**** Data records ****

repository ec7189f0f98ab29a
//! End-to-end synthesis over stubbed market data.

use crate::test_utils::{FailingSource, FixedSource, TrendingSource};
use aurix::models::SeriesSource;
use aurix::services::{MarketDataService, QuantEngine};
use aurix::sources::QuoteSource;
use std::sync::Arc;
use std::time::Duration;

fn service(sources: Vec<Arc<dyn QuoteSource>>) -> Arc<MarketDataService> {
    Arc::new(MarketDataService::with_sources(
        sources,
        5,
        Duration::from_millis(500),
    ))
}

#[tokio::test]
async fn uniform_uptrend_aligns_as_strong_bullish() {
    let engine = QuantEngine::new(service(vec![Arc::new(TrendingSource)]));

    let context = engine.synthesize("XAU/USD").await.unwrap();

    assert_eq!(context.alignment, "Strong Bullish");
    assert!(context.short.is_ok());
    assert!(context.medium.is_ok());
    assert!(context.long.is_ok());
    assert_eq!(context.short.trend.to_string(), "Bullish");
}

#[tokio::test]
async fn context_serializes_with_timeframe_keys() {
    let engine = QuantEngine::new(service(vec![Arc::new(TrendingSource)]));

    let context = engine.synthesize("XAU/USD").await.unwrap();
    let value = serde_json::to_value(&context).unwrap();

    let object = value.as_object().unwrap();
    assert!(object.contains_key("1h"));
    assert!(object.contains_key("4h"));
    assert!(object.contains_key("1d"));
    assert_eq!(object["alignment"], "Strong Bullish");
    assert_eq!(object["symbol"], "XAU/USD");
}

#[tokio::test]
async fn thin_series_degrades_alignment_to_unavailable() {
    // 12 rows clear the viability floor but not the classifier's minimum.
    let engine = QuantEngine::new(service(vec![Arc::new(FixedSource::new(
        SeriesSource::Yahoo,
        12,
    ))]));

    let context = engine.synthesize("XAU/USD").await.unwrap();

    assert_eq!(context.alignment, "Unavailable");
    assert!(!context.short.is_ok());
}

#[tokio::test]
async fn total_acquisition_failure_is_an_engine_error() {
    let engine = QuantEngine::new(service(vec![Arc::new(FailingSource)]));

    let result = engine.synthesize("XAU/USD").await;
    assert!(result.is_err());
}
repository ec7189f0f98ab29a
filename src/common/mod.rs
pub mod math;
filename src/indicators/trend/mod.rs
pub mod ema;

pub use ema::{calculate_ema, calculate_emas};
//! Environment-driven configuration.
//!
//! Quote-source credentials are optional: a missing key simply disables that
//! adapter in the acquisition waterfall, it is never a startup error.

use std::env;
use std::time::Duration;

/// Get the current environment (production, sandbox, etc.)
pub fn get_environment() -> String {
    env::var("APP_ENV").unwrap_or_else(|_| "sandbox".to_string())
}

#[derive(Debug, Clone)]
pub struct Config {
    /// Alpha Vantage API key; `None` disables the primary source.
    pub alpha_vantage_key: Option<String>,
    /// Override for the Alpha Vantage base URL (used by tests).
    pub alpha_vantage_url: Option<String>,
    /// Override for the Yahoo Finance base URL (used by tests).
    pub yahoo_url: Option<String>,
    /// Per-adapter fetch timeout inside the waterfall.
    pub source_timeout: Duration,
    /// Minimum candle count for a source response to be accepted.
    pub min_rows: usize,
    /// HTTP server port.
    pub http_port: u16,
}

impl Config {
    /// Load configuration from the process environment.
    pub fn from_env() -> Self {
        let alpha_vantage_key = env::var("ALPHA_VANTAGE_KEY")
            .ok()
            .filter(|k| !k.trim().is_empty());

        let source_timeout = env::var("SOURCE_TIMEOUT_SECS")
            .ok()
            .and_then(|v| v.parse().ok())
            .map(Duration::from_secs)
            .unwrap_or(Duration::from_secs(10));

        let min_rows = env::var("MIN_SOURCE_ROWS")
            .ok()
            .and_then(|v| v.parse().ok())
            .unwrap_or(5);

        let http_port = env::var("PORT")
            .ok()
            .and_then(|v| v.parse().ok())
            .unwrap_or(8080);

        Self {
            alpha_vantage_key,
            alpha_vantage_url: env::var("ALPHA_VANTAGE_URL").ok(),
            yahoo_url: env::var("YAHOO_URL").ok(),
            source_timeout,
            min_rows,
            http_port,
        }
    }
}

impl Default for Config {
    fn default() -> Self {
        Self {
            alpha_vantage_key: None,
            alpha_vantage_url: None,
            yahoo_url: None,
            source_timeout: Duration::from_secs(10),
            min_rows: 5,
            http_port: 8080,
        }
    }
}
//! Unit tests for ATR indicator

use aurix::indicators::volatility::atr::{atr_series, calculate_atr_default};
use aurix::models::Candle;
use chrono::{Duration, TimeZone, Utc};

fn ranged_candles(count: usize, close: f64, range: f64) -> Vec<Candle> {
    let start = Utc.with_ymd_and_hms(2024, 1, 1, 0, 0, 0).unwrap();
    (0..count)
        .map(|i| {
            Candle::new(
                close,
                close + range / 2.0,
                close - range / 2.0,
                close,
                1000.0,
                start + Duration::hours(i as i64),
            )
        })
        .collect()
}

#[test]
fn test_atr_insufficient_data() {
    let candles = ranged_candles(14, 100.0, 2.0);
    assert!(calculate_atr_default(&candles).is_none());
}

#[test]
fn test_atr_constant_range() {
    let candles = ranged_candles(40, 100.0, 2.0);
    let atr = calculate_atr_default(&candles).unwrap();
    assert!((atr.value - 2.0).abs() < 1e-9);
    assert!((atr.series_mean - 2.0).abs() < 1e-9);
    assert_eq!(atr.period, 14);
}

#[test]
fn test_atr_series_length() {
    let candles = ranged_candles(40, 100.0, 2.0);
    let series = atr_series(&candles, 14);
    // 39 true ranges -> 26 complete rolling windows
    assert_eq!(series.len(), 26);
}

#[test]
fn test_atr_rises_on_volatility_spike() {
    let mut candles = ranged_candles(60, 100.0, 2.0);
    let mut spike = ranged_candles(15, 100.0, 30.0);
    let last_ts = candles.last().unwrap().timestamp;
    for (i, candle) in spike.iter_mut().enumerate() {
        candle.timestamp = last_ts + Duration::hours((i + 1) as i64);
    }
    candles.extend(spike);

    let atr = calculate_atr_default(&candles).unwrap();
    assert!((atr.value - 30.0).abs() < 1e-9);
    assert!(atr.value > atr.series_mean * 1.5);
}
//! Logging initialization with environment-based formatters
//!
//! - Production: Structured JSON logs for cloud monitoring
//! - Sandbox: Colorful, human-readable logs for development

use crate::config::get_environment;
use tracing_subscriber::{fmt, layer::SubscriberExt, util::SubscriberInitExt, EnvFilter};

/// Initialize logging based on the environment
pub fn init_logging() {
    let env = get_environment();
    let env_filter =
        EnvFilter::try_from_default_env().unwrap_or_else(|_| EnvFilter::new("info"));

    let is_production = matches!(env.as_str(), "production" | "prod");

    if is_production {
        tracing_subscriber::registry()
            .with(env_filter)
            .with(
                fmt::layer()
                    .json()
                    .with_target(true)
                    .with_file(true)
                    .with_line_number(true)
                    .with_writer(std::io::stdout),
            )
            .init();
    } else {
        tracing_subscriber::registry()
            .with(env_filter)
            .with(
                fmt::layer()
                    .with_target(true)
                    .with_ansi(true)
                    .with_writer(std::io::stdout),
            )
            .init();
    }
}
//! Structure classifier: indicator snapshot -> trend, momentum, volatility
//! and a suggested entry/stop/target triple.

use crate::indicators::compute_snapshot;
use crate::models::{
    CandleSeries, IndicatorSnapshot, Momentum, StructureVerdict, SuggestedLevels, Trend,
    VerdictStatus,
};
use serde::{Deserialize, Serialize};

/// Classifier thresholds, lifted out of the decision rules so boundary
/// behavior can be probed precisely. All comparisons are strict: RSI of
/// exactly `rsi_overbought` resolves to the weaker side.
#[derive(Debug, Clone, PartialEq, Serialize, Deserialize)]
pub struct StructureConfig {
    pub rsi_overbought: f64,
    pub rsi_oversold: f64,
    pub rsi_bullish: f64,
    pub rsi_bearish: f64,
    /// Alert when current ATR exceeds this multiple of the series-mean ATR.
    pub volatility_ratio: f64,
    /// Floor for target distance as a multiple of risk.
    pub min_reward_risk: f64,
    /// Series shorter than this cannot be classified at all.
    pub min_bars: usize,
}

impl Default for StructureConfig {
    fn default() -> Self {
        Self {
            rsi_overbought: 70.0,
            rsi_oversold: 30.0,
            rsi_bullish: 55.0,
            rsi_bearish: 45.0,
            volatility_ratio: 1.5,
            min_reward_risk: 2.0,
            min_bars: 20,
        }
    }
}

fn classify_trend(snapshot: &IndicatorSnapshot) -> Trend {
    match (&snapshot.ema_20, &snapshot.ema_50) {
        (Some(fast), Some(slow)) if fast.value > slow.value => Trend::Bullish,
        (Some(fast), Some(slow)) if fast.value < slow.value => Trend::Bearish,
        _ => Trend::Neutral,
    }
}

fn classify_momentum(snapshot: &IndicatorSnapshot, config: &StructureConfig) -> Momentum {
    // RSI undefined on thin history reads as neutral 50.
    let rsi = snapshot.rsi.as_ref().map(|r| r.value).unwrap_or(50.0);

    if rsi > config.rsi_overbought {
        Momentum::Overbought
    } else if rsi < config.rsi_oversold {
        Momentum::Oversold
    } else if rsi > config.rsi_bullish {
        Momentum::Bullish
    } else if rsi < config.rsi_bearish {
        Momentum::Bearish
    } else {
        Momentum::Neutral
    }
}

fn volatility_alert(snapshot: &IndicatorSnapshot, config: &StructureConfig) -> bool {
    snapshot
        .atr
        .as_ref()
        .map(|atr| atr.value > atr.series_mean * config.volatility_ratio)
        .unwrap_or(false)
}

/// Derive the entry/stop/target triple for a directional trend.
///
/// The stop sits at the nearer of the classic pivot level or EMA50 +/- ATR on
/// the side that invalidates the trend; the target is the opposing pivot when
/// it lies beyond entry in the trend direction, otherwise a minimum
/// reward-to-risk extension from entry.
fn suggest_levels(
    trend: Trend,
    entry: f64,
    snapshot: &IndicatorSnapshot,
    config: &StructureConfig,
) -> Option<SuggestedLevels> {
    let pivots = snapshot.pivots.as_ref()?;
    let ema_50 = snapshot.ema_50.as_ref()?.value;
    let atr = snapshot.atr.as_ref()?.value;

    match trend {
        Trend::Bullish => {
            let stop = pivots.s1.max(ema_50 - atr);
            let risk = entry - stop;
            if risk <= 0.0 {
                return None;
            }
            let target = if pivots.r1 > entry {
                pivots.r1
            } else {
                entry + risk * config.min_reward_risk
            };
            Some(SuggestedLevels {
                entry,
                stop,
                target,
            })
        }
        Trend::Bearish => {
            let stop = pivots.r1.min(ema_50 + atr);
            let risk = stop - entry;
            if risk <= 0.0 {
                return None;
            }
            let target = if pivots.s1 < entry {
                pivots.s1
            } else {
                entry - risk * config.min_reward_risk
            };
            Some(SuggestedLevels {
                entry,
                stop,
                target,
            })
        }
        Trend::Neutral => None,
    }
}

/// Classify one timeframe's market structure.
///
/// Never fails: a series shorter than `min_bars` yields a degraded verdict
/// with `status: insufficient_data`. Deterministic and idempotent: the same
/// immutable series always produces an identical verdict.
pub fn classify(series: &CandleSeries, config: &StructureConfig) -> StructureVerdict {
    if series.len() < config.min_bars {
        return StructureVerdict::insufficient_data();
    }

    let snapshot = compute_snapshot(series);
    let current_price = series.last().map(|c| c.close);

    let trend = classify_trend(&snapshot);
    let momentum = classify_momentum(&snapshot, config);
    let volatility_alert = volatility_alert(&snapshot, config);

    let levels = match (trend, current_price) {
        (Trend::Neutral, _) | (_, None) => None,
        (trend, Some(entry)) => suggest_levels(trend, entry, &snapshot, config),
    };

    StructureVerdict {
        status: VerdictStatus::Ok,
        trend,
        momentum,
        volatility_alert,
        current_price,
        levels,
        indicators: Some(snapshot),
    }
}
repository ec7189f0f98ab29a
pub mod http;
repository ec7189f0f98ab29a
//! Market-structure classification.

pub mod classifier;

pub use classifier::{classify, StructureConfig};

****

## What you are asked to do:
Go to the line with "a startup error." in the entries above and repeat every line from there through the line with "Vantage base URL (used by tests).", exactly and with no other text.

## Answer for this exercise:
//! adapter in the acquisition waterfall, it is never a startup error.

use std::env;
use std::time::Duration;

/// Get the current environment (production, sandbox, etc.)
pub fn get_environment() -> String {
    env::var("APP_ENV").unwrap_or_else(|_| "sandbox".to_string())
}

#[derive(Debug, Clone)]
pub struct Config {
    /// Alpha Vantage API key; `None` disables the primary source.
    pub alpha_vantage_key: Option<String>,
    /// Override for the Alpha Vantage base URL (used by tests).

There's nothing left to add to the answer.